When the boy does not return home for a holiday a few weeks later, Mahendra and his wife, Suman, fear he has been kidnapped by traffickers. They have no photographs of their son and can ill afford to search for him. A policewoman rebukes Mahendra for sending Siddharth to work rather than to school, but the father says he had no choice: his family is poor.
Mehta said the idea came to him during a trip to New Delhi, where a rickshaw driver asked him for help: the driver had sent his 12-year-old son to work in a factory in Punjab and never heard from the boy again.
"He sent him away for work, and believes he's been kidnapped and taken to a place called Dongri, and he didn't know where that was, and he couldn't take time off work anymore; he had to come back and support his family," Mehta said.
"All he could do was ask people for help, if anyone else knew [where Dongri was]. He didn't have a photograph of his kid, he didn't know how to spell his son's name, he didn't know what the Internet was."
Mehta did a Google search on his cellphone, and found that Dongri was a neighborhood in Mumbai.
"And he had been looking for one year, for that piece of information," he said.
It was of little use to the rickshaw driver, beyond seeing a place on the map where his son might be. The man's son had disappeared too long ago, and he could not afford to travel to Mumbai.

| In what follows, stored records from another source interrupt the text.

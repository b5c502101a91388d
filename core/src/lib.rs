//! Distance, mean speed and calories from compact step records such as
//! `"1000,Running,0h30m"`.

pub mod calories;
pub mod config;
pub mod error;
pub mod models;
pub mod parser;
pub mod physics;
pub mod report;
pub mod service;

#[cfg(feature = "python")]
mod py;

pub use calories::{estimate_calories, CalorieEstimator, CalorieInput, RunningCalories, WalkingCalories};
pub use config::{load_config, parse_config, save_config, CalcConfig, StepLengthPolicy};
pub use error::{ConfigError, TrainingError, TrainingResult};
pub use models::{ActivityKind, ActivityRecord, Biometrics, ComputedSummary, RecordForm};
pub use parser::{parse_duration, parse_record, parse_steps, resolve_activity};
pub use physics::{distance_km, mean_speed_kmh, step_length_m, RoundTo};
pub use report::{render_day_steps, render_output, render_training_info, OutputFormat};
pub use service::TrainingInfoService;
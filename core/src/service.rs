//! Orchestration: raw record to summary.

use log::debug;

use crate::calories::{estimate_calories, CalorieInput};
use crate::config::{CalcConfig, StepLengthPolicy};
use crate::error::{TrainingError, TrainingResult};
use crate::models::{ActivityKind, ActivityRecord, Biometrics, ComputedSummary};
use crate::parser::parse_record;
use crate::physics::{distance_km, mean_speed_kmh, step_length_m};

/// Raw record + biometrics → [`ComputedSummary`].
///
/// Holds only its config; every call is independent, so one instance can be
/// shared freely between threads.
#[derive(Debug, Clone, Default)]
pub struct TrainingInfoService {
    config: CalcConfig,
}

impl TrainingInfoService {
    pub fn new(config: CalcConfig) -> Self {
        Self { config }
    }

    pub fn config(&self) -> &CalcConfig {
        &self.config
    }

    /// `height_m == 0.0` means "not supplied"; running then falls back to the
    /// fixed step length, walking fails.
    pub fn compute(&self, raw: &str, weight_kg: f64, height_m: f64) -> TrainingResult<ComputedSummary> {
        self.compute_with(raw, &Biometrics::from_raw(weight_kg, height_m))
    }

    pub fn compute_with(&self, raw: &str, bio: &Biometrics) -> TrainingResult<ComputedSummary> {
        let record = parse_record(raw)?;
        self.summarize(&record, bio)
    }

    /// Daily-steps semantics: always the fixed step length, whatever the policy.
    pub fn compute_day_steps(&self, raw: &str, weight_kg: f64, height_m: f64) -> TrainingResult<ComputedSummary> {
        let record = parse_record(raw)?;
        self.summarize_with_policy(
            &record,
            &Biometrics::from_raw(weight_kg, height_m),
            StepLengthPolicy::Fixed,
        )
    }

    pub fn summarize(&self, record: &ActivityRecord, bio: &Biometrics) -> TrainingResult<ComputedSummary> {
        self.summarize_with_policy(record, bio, self.config.step_length_policy)
    }

    fn summarize_with_policy(
        &self,
        record: &ActivityRecord,
        bio: &Biometrics,
        policy: StepLengthPolicy,
    ) -> TrainingResult<ComputedSummary> {
        bio.validate_for(&record.kind)?;
        if let ActivityKind::Unsupported(label) = &record.kind {
            return Err(TrainingError::UnsupportedActivity(label.clone()));
        }

        let cfg = &self.config;
        let duration_hours = record.duration_hours();
        let step_length = step_length_m(policy, bio.height_m, cfg)?;
        let distance = distance_km(record.steps, step_length);
        let speed = mean_speed_kmh(distance, duration_hours);

        let input = CalorieInput {
            steps: record.steps,
            weight_kg: bio.weight_kg,
            height_m: bio.height_m,
            duration_hours,
            mean_speed_kmh: speed,
        };
        let calories = estimate_calories(&record.kind, &input, cfg)?;

        let summary = ComputedSummary {
            kind: record.kind.clone(),
            steps: record.steps,
            duration_hours,
            step_length_m: step_length,
            distance_km: distance,
            speed_kmh: speed,
            calories,
        };
        debug!("computed summary: {summary:?}");
        Ok(summary)
    }
}
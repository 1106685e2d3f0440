//! Modbus protocol and Airfi controller constants

use std::time::Duration;

// ============================================================================
// Frame Size Constants
// ============================================================================

/// Modbus MBAP header length for TCP
/// Format: Transaction ID(2) + Protocol ID(2) + Length(2) = 6 bytes
/// Note: Unit ID is counted by the Length field, not by MBAP_HEADER_LEN
pub const MBAP_HEADER_LEN: usize = 6;

/// Maximum PDU (Protocol Data Unit) size per Modbus specification
pub const MAX_PDU_SIZE: usize = 253;

/// Maximum MBAP length field value (Unit ID + PDU)
pub const MAX_MBAP_LENGTH: usize = 1 + MAX_PDU_SIZE;

/// Response buffer size for receiving Modbus frames
pub const MODBUS_RESPONSE_BUFFER_SIZE: usize = 512;

// ============================================================================
// Function Codes
// ============================================================================

/// Read Holding Registers
pub const FC_READ_HOLDING_REGISTERS: u8 = 0x03;

/// Read Input Registers
pub const FC_READ_INPUT_REGISTERS: u8 = 0x04;

/// Write Single Register
pub const FC_WRITE_SINGLE_REGISTER: u8 = 0x06;

// ============================================================================
// Airfi Controller Limits
// ============================================================================

/// Maximum number of registers the Airfi controller returns per read request.
///
/// Far below the protocol limit of 125; longer reads are split into
/// sequential sub-reads of at most this many registers.
pub const AIRFI_MAX_READ_REGISTERS: u16 = 30;

/// Unit identifier the controller answers to
pub const DEFAULT_UNIT_ID: u8 = 1;

/// Standard Modbus TCP port
pub const DEFAULT_MODBUS_PORT: u16 = 502;

/// Connect / request timeout applied to every socket operation
pub const DEFAULT_TIMEOUT: Duration = Duration::from_millis(2000);

/// Calculate total Modbus TCP frame size (MBAP header + unit id + PDU)
#[inline]
pub const fn mbap_frame_size(pdu_len: usize) -> usize {
    MBAP_HEADER_LEN + 1 + pdu_len
}
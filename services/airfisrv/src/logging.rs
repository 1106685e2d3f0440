//! Logging setup for airfisrv
//!
//! Console output looks like `2025-12-02T00:50:44.809000Z [INFO] message`,
//! or one JSON object per line when `log.json` is set.

use tracing::Level;
use tracing_subscriber::{
    fmt::{
        self,
        format::{FmtSpan, Writer},
        FmtContext, FormatEvent, FormatFields,
    },
    layer::SubscriberExt,
    registry::LookupSpan,
    util::SubscriberInitExt,
    EnvFilter, Layer,
};

use crate::error::{AirfiError, Result};

/// Bracketed level tag: `[INFO]`, `[WARN]`, ...
fn format_level(level: &Level) -> &'static str {
    match *level {
        Level::TRACE => "[TRACE]",
        Level::DEBUG => "[DEBUG]",
        Level::INFO => "[INFO]",
        Level::WARN => "[WARN]",
        Level::ERROR => "[ERROR]",
    }
}

/// Event formatter producing `timestamp [LEVEL] message fields`
struct BracketedLevelFormat;

impl<S, N> FormatEvent<S, N> for BracketedLevelFormat
where
    S: tracing::Subscriber + for<'a> LookupSpan<'a>,
    N: for<'a> FormatFields<'a> + 'static,
{
    fn format_event(
        &self,
        ctx: &FmtContext<'_, S, N>,
        mut writer: Writer<'_>,
        event: &tracing::Event<'_>,
    ) -> std::fmt::Result {
        let now = chrono::Utc::now();
        write!(writer, "{} ", now.format("%Y-%m-%dT%H:%M:%S%.6fZ"))?;

        let level = *event.metadata().level();
        if writer.has_ansi_escapes() {
            let color = match level {
                Level::TRACE => "\x1b[35m",
                Level::DEBUG => "\x1b[34m",
                Level::INFO => "\x1b[32m",
                Level::WARN => "\x1b[33m",
                Level::ERROR => "\x1b[31m",
            };
            write!(writer, "{}{}\x1b[0m ", color, format_level(&level))?;
        } else {
            write!(writer, "{} ", format_level(&level))?;
        }

        ctx.field_format().format_fields(writer.by_ref(), event)?;

        writeln!(writer)
    }
}

/// Console logging options
#[derive(Debug, Clone)]
pub struct LoggingOptions {
    /// EnvFilter directive used when `RUST_LOG` is unset
    pub level: String,
    pub json: bool,
    pub ansi: bool,
}

impl Default for LoggingOptions {
    fn default() -> Self {
        Self {
            level: "info".to_string(),
            json: false,
            ansi: true,
        }
    }
}

/// `RUST_LOG` wins over the configured level
fn filter_directive(rust_log: Option<String>, configured: &str) -> String {
    match rust_log {
        Some(env) if !env.trim().is_empty() => env,
        _ => configured.to_string(),
    }
}

/// Install the global subscriber
pub fn init(options: &LoggingOptions) -> Result<()> {
    let directive = filter_directive(std::env::var("RUST_LOG").ok(), &options.level);
    let env_filter = EnvFilter::try_new(&directive)
        .map_err(|e| AirfiError::config(format!("Invalid log level '{}': {}", directive, e)))?;

    let console_layer = if options.json {
        fmt::layer()
            .json()
            .with_level(true)
            .with_target(true)
            .with_span_events(FmtSpan::NONE)
            .boxed()
    } else {
        fmt::layer()
            .with_ansi(options.ansi)
            .event_format(BracketedLevelFormat)
            .boxed()
    };

    tracing_subscriber::registry()
        .with(env_filter)
        .with(console_layer)
        .try_init()
        .map_err(|e| AirfiError::config(format!("Failed to install logger: {}", e)))?;

    tracing::debug!("Logging initialized with filter '{}'", directive);
    Ok(())
}

#[cfg(test)]
mod tests {
    use super::*;

    #[test]
    fn test_rust_log_takes_precedence() {
        assert_eq!(
            filter_directive(Some("airfisrv=trace".to_string()), "info"),
            "airfisrv=trace"
        );
        assert_eq!(filter_directive(None, "debug"), "debug");
        assert_eq!(filter_directive(Some("  ".to_string()), "warn"), "warn");
    }

    #[test]
    fn test_level_tags() {
        assert_eq!(format_level(&Level::INFO), "[INFO]");
        assert_eq!(format_level(&Level::ERROR), "[ERROR]");
    }
}
//! Airfi Modbus Link Library
//!
//! Link-layer components for talking to an Airfi air handling unit over Modbus TCP.
//!
//! # Architecture
//!
//! ```text
//! airfi-modbus
//!     ├── address     (textual "3x00001" / "4x00005" register addresses)
//!     ├── pdu         (FC03 / FC04 / FC06 request building, response parsing)
//!     ├── transport   (MBAP header handling and request tracking)
//!     ├── connection  (TCP socket with bounded timeouts)
//!     ├── client      (open / close / chunked read / single write)
//!     ├── codec       (temperature and version register decoding)
//!     ├── logger      (per-device tagged logging)
//!     └── simulator   (in-process controller for tests and demos)
//! ```
//!
//! The controller accepts at most [`AIRFI_MAX_READ_REGISTERS`] registers per
//! read request and does not pipeline requests, so [`AirfiModbusClient`] splits
//! long reads into sequential sub-reads.

pub mod address;
pub mod client;
pub mod codec;
pub mod connection;
pub mod constants;
pub mod error;
pub mod logger;
pub mod pdu;
pub mod simulator;
pub mod transport;

pub use address::{RegisterAddress, RegisterBank};
pub use client::{AirfiModbusClient, ClientParams, RegisterTransport};
pub use codec::{decode_temperature, decode_version, encode_temperature};
pub use constants::{
    AIRFI_MAX_READ_REGISTERS, DEFAULT_MODBUS_PORT, DEFAULT_TIMEOUT, DEFAULT_UNIT_ID,
};
pub use error::{ModbusLinkError, Result};
pub use logger::{DeviceLogger, SessionState};
pub use simulator::{ModbusSimulator, SimulatorRequest};
//! Register value codecs
//!
//! The controller stores temperatures in tenths of a degree as unsigned 16-bit
//! values. Anything above [`NEGATIVE_TEMPERATURE_THRESHOLD`] is a negative
//! temperature offset from 65535 (not two's complement: 65535 reads as 0.0).

/// Raw values above this are negative temperatures
pub const NEGATIVE_TEMPERATURE_THRESHOLD: u16 = 62803;

const TEMPERATURE_OFFSET: i32 = 65535;

/// Decode a raw temperature register into degrees Celsius (1 decimal)
pub fn decode_temperature(raw: u16) -> f64 {
    let signed = if raw > NEGATIVE_TEMPERATURE_THRESHOLD {
        i32::from(raw) - TEMPERATURE_OFFSET
    } else {
        i32::from(raw)
    };
    round_one_decimal(f64::from(signed) / 10.0)
}

/// Encode degrees Celsius into the controller's tenths representation
pub fn encode_temperature(celsius: f64) -> u16 {
    let tenths = (celsius * 10.0).round() as i32;
    let raw = if tenths < 0 {
        tenths + TEMPERATURE_OFFSET
    } else {
        tenths
    };
    raw.clamp(0, i32::from(u16::MAX)) as u16
}

/// Decode a version register: the decimal digits are the version components.
///
/// `150` becomes `"1.5.0"`, `270` becomes `"2.7.0"`, `0` becomes `"0.0.0"`.
pub fn decode_version(raw: u16) -> String {
    let digits = raw.to_string();
    let mut parts: Vec<String> = digits.chars().map(String::from).collect();
    while parts.len() < 3 {
        parts.push("0".to_string());
    }
    parts.join(".")
}

fn round_one_decimal(value: f64) -> f64 {
    (value * 10.0).round() / 10.0
}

Mehta's drama was inspired by the man's sad story, but is fictional. In the film, Mahendra, who is played by Indian actor Rajesh Tailang, borrows money for a rail ticket and at last reaches Dongri. He searches for his son in a street children's shelter but to no avail. Two boys living on the street tell him his son could be anywhere - still in India, or taken to Singapore, the Middle East, New York.

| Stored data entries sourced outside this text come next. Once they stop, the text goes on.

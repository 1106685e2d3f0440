//! Modbus TCP framing
//!
//! Wraps PDUs in an MBAP header and validates responses against the request
//! that is in flight. The controller handles one request at a time, so at most
//! one request is tracked.

use tracing::debug;

use crate::constants::{MAX_MBAP_LENGTH, MBAP_HEADER_LEN};
use crate::error::{ModbusLinkError, Result};
use crate::pdu::ModbusPdu;

/// Modbus TCP MBAP header
#[derive(Debug, Clone, Copy, PartialEq, Eq)]
pub struct MbapHeader {
    pub transaction_id: u16,
    /// Protocol identifier (fixed to 0)
    pub protocol_id: u16,
    /// Length of unit id + PDU
    pub length: u16,
    pub unit_id: u8,
}

impl MbapHeader {
    /// Decode the 7 header bytes (MBAP + unit id)
    pub fn decode(bytes: &[u8]) -> Result<Self> {
        if bytes.len() < MBAP_HEADER_LEN + 1 {
            return Err(ModbusLinkError::protocol("MBAP header too short"));
        }
        let header = Self {
            transaction_id: u16::from_be_bytes([bytes[0], bytes[1]]),
            protocol_id: u16::from_be_bytes([bytes[2], bytes[3]]),
            length: u16::from_be_bytes([bytes[4], bytes[5]]),
            unit_id: bytes[6],
        };

        if header.protocol_id != 0 {
            return Err(ModbusLinkError::protocol(format!(
                "Invalid protocol ID: expected 0, got {}",
                header.protocol_id
            )));
        }
        if header.length == 0 || header.length as usize > MAX_MBAP_LENGTH {
            return Err(ModbusLinkError::protocol(format!(
                "Invalid MBAP length: {}",
                header.length
            )));
        }
        Ok(header)
    }

    /// Number of PDU bytes that follow the unit id
    pub fn pdu_len(&self) -> usize {
        self.length as usize - 1
    }
}

/// Encode a complete TCP frame (MBAP + unit id + PDU)
pub fn encode_tcp_frame(transaction_id: u16, unit_id: u8, pdu: &[u8]) -> Vec<u8> {
    let length = (pdu.len() + 1) as u16;
    let mut frame = Vec::with_capacity(MBAP_HEADER_LEN + 1 + pdu.len());
    frame.extend_from_slice(&transaction_id.to_be_bytes());
    frame.extend_from_slice(&0u16.to_be_bytes());
    frame.extend_from_slice(&length.to_be_bytes());
    frame.push(unit_id);
    frame.extend_from_slice(pdu);
    frame
}

#[derive(Debug, Clone, Copy)]
struct PendingRequest {
    transaction_id: u16,
    function_code: u8,
    unit_id: u8,
}

/// Modbus TCP frame processor
#[derive(Debug)]
pub struct ModbusFrameProcessor {
    pending: Option<PendingRequest>,
    next_transaction_id: u16,
}

impl Default for ModbusFrameProcessor {
    fn default() -> Self {
        Self::new()
    }
}

impl ModbusFrameProcessor {
    pub fn new() -> Self {
        Self {
            pending: None,
            next_transaction_id: 1,
        }
    }

    /// Get next transaction ID, wrapping from 0xFFFF to 0x0000
    pub fn next_transaction_id(&mut self) -> u16 {
        let id = self.next_transaction_id;
        self.next_transaction_id = self.next_transaction_id.wrapping_add(1);
        id
    }

    /// Build a request frame and remember it as the request in flight
    pub fn build_frame(&mut self, unit_id: u8, pdu: &ModbusPdu) -> Vec<u8> {
        let transaction_id = self.next_transaction_id();
        let function_code = pdu.function_code().unwrap_or(0);

        self.pending = Some(PendingRequest {
            transaction_id,
            function_code,
            unit_id,
        });

        debug!(
            "Building TCP frame: trans_id={:04X}, unit_id={}, FC={:02X}, PDU_len={}",
            transaction_id,
            unit_id,
            function_code,
            pdu.len()
        );

        encode_tcp_frame(transaction_id, unit_id, pdu.as_slice())
    }

    /// Drop the request in flight (after a timeout or I/O failure)
    pub fn clear_pending(&mut self) {
        self.pending = None;
    }

    /// Parse a response frame, checking it answers the request in flight
    pub fn parse_frame(&mut self, data: &[u8]) -> Result<ModbusPdu> {
        let header = MbapHeader::decode(data)?;

        if data.len() != MBAP_HEADER_LEN + header.length as usize {
            return Err(ModbusLinkError::protocol(format!(
                "Invalid TCP frame length: expected {}, got {}",
                MBAP_HEADER_LEN + header.length as usize,
                data.len()
            )));
        }

        let pdu = ModbusPdu::from_slice(&data[MBAP_HEADER_LEN + 1..])?;

        let pending = self
            .pending
            .ok_or_else(|| ModbusLinkError::protocol("Unexpected response - no request in flight"))?;

        if pending.transaction_id != header.transaction_id {
            return Err(ModbusLinkError::protocol(format!(
                "Transaction ID mismatch: expected {:04X}, got {:04X}",
                pending.transaction_id, header.transaction_id
            )));
        }

        let response_fc = pdu.function_code().map(|fc| fc & 0x7F).unwrap_or(0);
        if response_fc != pending.function_code || header.unit_id != pending.unit_id {
            return Err(ModbusLinkError::protocol(format!(
                "Response mismatch: expected FC={:02X}/unit={}, got FC={:02X}/unit={}",
                pending.function_code, pending.unit_id, response_fc, header.unit_id
            )));
        }

        self.pending = None;
        Ok(pdu)
    }
}

#[cfg(test)]
#[allow(clippy::disallowed_methods)] // Test code - unwrap is acceptable
mod tests {
    use super::*;
    use crate::pdu::build_read_request;

    #[test]
    fn test_build_frame_layout() {
        let mut processor = ModbusFrameProcessor::new();
        let pdu = build_read_request(0x04, 0, 3).unwrap();
        let frame = processor.build_frame(1, &pdu);

        assert_eq!(
            frame,
            vec![0x00, 0x01, 0x00, 0x00, 0x00, 0x06, 0x01, 0x04, 0x00, 0x00, 0x00, 0x03]
        );
    }

    #[test]
    fn test_transaction_id_wraps() {
        let mut processor = ModbusFrameProcessor::new();
        processor.next_transaction_id = 0xFFFF;
        assert_eq!(processor.next_transaction_id(), 0xFFFF);
        assert_eq!(processor.next_transaction_id(), 0x0000);
    }

    #[test]
    fn test_parse_matching_response() {
        let mut processor = ModbusFrameProcessor::new();
        let pdu = build_read_request(0x03, 0, 1).unwrap();
        processor.build_frame(1, &pdu);

        let response = encode_tcp_frame(1, 1, &[0x03, 0x02, 0x00, 0x2A]);
        let parsed = processor.parse_frame(&response).unwrap();
        assert_eq!(parsed.as_slice(), &[0x03, 0x02, 0x00, 0x2A]);
    }

    #[test]
    fn test_parse_exception_response_matches_request() {
        let mut processor = ModbusFrameProcessor::new();
        let pdu = build_read_request(0x03, 0, 1).unwrap();
        processor.build_frame(1, &pdu);

        let response = encode_tcp_frame(1, 1, &[0x83, 0x02]);
        let parsed = processor.parse_frame(&response).unwrap();
        assert!(parsed.is_exception());
    }

    #[test]
    fn test_parse_rejects_wrong_transaction() {
        let mut processor = ModbusFrameProcessor::new();
        let pdu = build_read_request(0x03, 0, 1).unwrap();
        processor.build_frame(1, &pdu);

        let response = encode_tcp_frame(7, 1, &[0x03, 0x02, 0x00, 0x2A]);
        assert!(processor.parse_frame(&response).is_err());
    }

    #[test]
    fn test_parse_rejects_without_pending_request() {
        let mut processor = ModbusFrameProcessor::new();
        let response = encode_tcp_frame(1, 1, &[0x03, 0x02, 0x00, 0x2A]);
        assert!(processor.parse_frame(&response).is_err());
    }

    #[test]
    fn test_header_rejects_bad_protocol_id() {
        let mut frame = encode_tcp_frame(1, 1, &[0x03, 0x02, 0x00, 0x2A]);
        frame[3] = 0x01;
        assert!(MbapHeader::decode(&frame).is_err());
    }

    #[test]
    fn test_header_pdu_len() {
        let frame = encode_tcp_frame(9, 1, &[0x06, 0x00, 0x04, 0x00, 0xB4]);
        let header = MbapHeader::decode(&frame).unwrap();
        assert_eq!(header.transaction_id, 9);
        assert_eq!(header.pdu_len(), 5);
    }
}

"Maybe he got lucky and left this world," one says.
Mehta says that is the story of many children forced into servitude or worse.
"It's a combination of you know, child labor, sex trade, illegal organ trade - within India, and outside countries, too. It's all over, it happens in the United States, too, right? It's everywhere," he said.
Mehta said he worked with his actors, particularly Tailang, to compose their lines in Hindi. Tannishtha Chatterjee plays Siddharth's mother, Suman, whose character, like Mahendra's, is conveyed more by expression than words.
"Words didn't matter. I didn't need to always say things, but I was feeling them, and when you feel it, the camera always sees it," Chatterjee said.
"I think emotions and responses to certain things in life are pretty universal," she said. "I always put myself in that situation, how would I respond if this happened to me, and that's a more genuine way of sort of expressing and feeling the journeys of each character."
Siddharth won top awards at the Beijing International Film Festival, and the South Asian International Film Festival, and will open commercially in theaters in New York and Los Angeles.